I've had panic attacks in the past. Nothing major, I had one in 1999, one in 2000 and maybe 2 others between then and the first of this year. But this year I have been under much more stress than normal. Ive been dealing with a lot of things with my husband and his health care, my own health care for my psoriasis, moving to what seems to be a different country, its been rough and lately Ive been having panic attacks fairly often. Maybe once a week from February to July and in July 2-4 per week. Usually when I'm going to bed trying to fall asleep and bam, panic attack.

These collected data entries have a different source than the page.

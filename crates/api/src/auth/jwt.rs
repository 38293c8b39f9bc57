//! JWT access-token generation and validation.
//!
//! Access tokens are HS256-signed JWTs containing a [`Claims`] payload. The
//! service is stateless: a token is valid until it expires.

use jsonwebtoken::{decode, encode, DecodingKey, EncodingKey, Header, Validation};
use qna_core::types::DbId;
use serde::{Deserialize, Serialize};
use uuid::Uuid;

use crate::config::{env_parse, ConfigError};

/// JWT claims embedded in every access token.
#[derive(Debug, Serialize, Deserialize, Clone)]
pub struct Claims {
    /// Subject -- the user's internal database id.
    pub sub: DbId,
    /// Expiration time (UTC Unix timestamp).
    pub exp: i64,
    /// Issued-at time (UTC Unix timestamp).
    pub iat: i64,
    /// Unique token identifier (UUID v4) for audit.
    pub jti: String,
}

/// Configuration for JWT token generation and validation.
#[derive(Debug, Clone)]
pub struct JwtConfig {
    /// HMAC-SHA256 secret used to sign and verify tokens.
    pub secret: String,
    /// Access token lifetime in minutes (default: 60).
    pub access_token_expiry_mins: i64,
}

/// Default access token expiry in minutes.
const DEFAULT_ACCESS_EXPIRY_MINS: i64 = 60;

impl JwtConfig {
    /// Load JWT configuration from environment variables.
    ///
    /// | Env Var                    | Required | Default |
    /// |----------------------------|----------|---------|
    /// | `JWT_SECRET`               | **yes**  | --      |
    /// | `JWT_ACCESS_EXPIRY_MINS`   | no       | `60`    |
    pub fn from_env() -> Result<Self, ConfigError> {
        let secret = std::env::var("JWT_SECRET")
            .ok()
            .filter(|s| !s.is_empty())
            .ok_or(ConfigError::Missing { var: "JWT_SECRET" })?;

        let access_token_expiry_mins = env_parse(
            "JWT_ACCESS_EXPIRY_MINS",
            DEFAULT_ACCESS_EXPIRY_MINS,
            "a valid i64",
        )?;

        Ok(Self {
            secret,
            access_token_expiry_mins,
        })
    }

    /// Access token lifetime in seconds, as reported to clients.
    pub fn expires_in_secs(&self) -> i64 {
        self.access_token_expiry_mins * 60
    }
}

/// Generate an HS256 access token for the given user.
pub fn generate_access_token(
    user_id: DbId,
    config: &JwtConfig,
) -> Result<String, jsonwebtoken::errors::Error> {
    let now = chrono::Utc::now().timestamp();

    let claims = Claims {
        sub: user_id,
        exp: now + config.expires_in_secs(),
        iat: now,
        jti: Uuid::new_v4().to_string(),
    };

    encode(
        &Header::default(), // HS256
        &claims,
        &EncodingKey::from_secret(config.secret.as_bytes()),
    )
}

/// Validate and decode an access token, returning the embedded [`Claims`].
///
/// Validates the signature and expiration automatically.
pub fn validate_token(
    token: &str,
    config: &JwtConfig,
) -> Result<Claims, jsonwebtoken::errors::Error> {
    let token_data = decode::<Claims>(
        token,
        &DecodingKey::from_secret(config.secret.as_bytes()),
        &Validation::default(), // HS256, validates exp
    )?;
    Ok(token_data.claims)
}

It's a horrible feeling having a panic attack and feeling like something horrible is just about to happen to you and knowing its all in your head and yet not being able to control it. I end up having to sit up in bed until I calm down and get tired enough to doze off or I get out of bed all together. Well today, I had a bad panic attack. I sat up in bed, I tried to calm myself down. I keep repeating in my thoughts, this will pass, this will go away. Its not stopping. I get out of bed and go to the living room, sit on the couch, turn the tv on and try to relax. Its just not working. I'm so upset I start to cry. So I go get a washcloth, get it wet, sit back down and watch tv. Eventually the feeling subsides and I fall asleep, on the couch. I wake up 5 hours later and oh my goodness I have a headache so bad it feels like my head is being compressed in a vice. I get migraines every now and then, but this wasn't a migraine, this was just a very bad headache. 6 Tylenol and 6 hours later its just now going away.

Well this brings me to today. I NEED to find a doctor I can feel comfortable with. This stupid health program is terrible as in most doctors don't want to accept it. The program is meant for people who have no health insurance but have an income and don't qualify for medicaid. Funny how things works out sometimes. Anyway, I've been trying to find a different doctor, a female because I'm more comfortable. Its bad enough I'm limited with who I can go to, its worse that anyone would not be given a choice whether to see a male or female doctor.

1 comment:

Lisa Miner said...

Sure the hell sounds like the MI I remember. My mother had a host of health problems and in the end it was incompetence on her PCP that delayed care resulting in problems. My son is 13 now and was born with NO REFLEXES and still passed the exam to come home. It took me fighting with doctors due to REFERRALS needed to see specialist. It took until he was 6 and some massive threats to get to see a specialist. He has Friedreich's Ataxia ( www.caringbridge.org/visit/kodychampagne ) Took 3 or 4 castings to loosen his tightened muscles in his feet for walking. And it's terminal. Michigan doesn't have many good docs left but I will say Children's Hospital Of MI is who uncovered my son's illness and treated us for the first 4 years after it was diagnosed. Good luck on your search.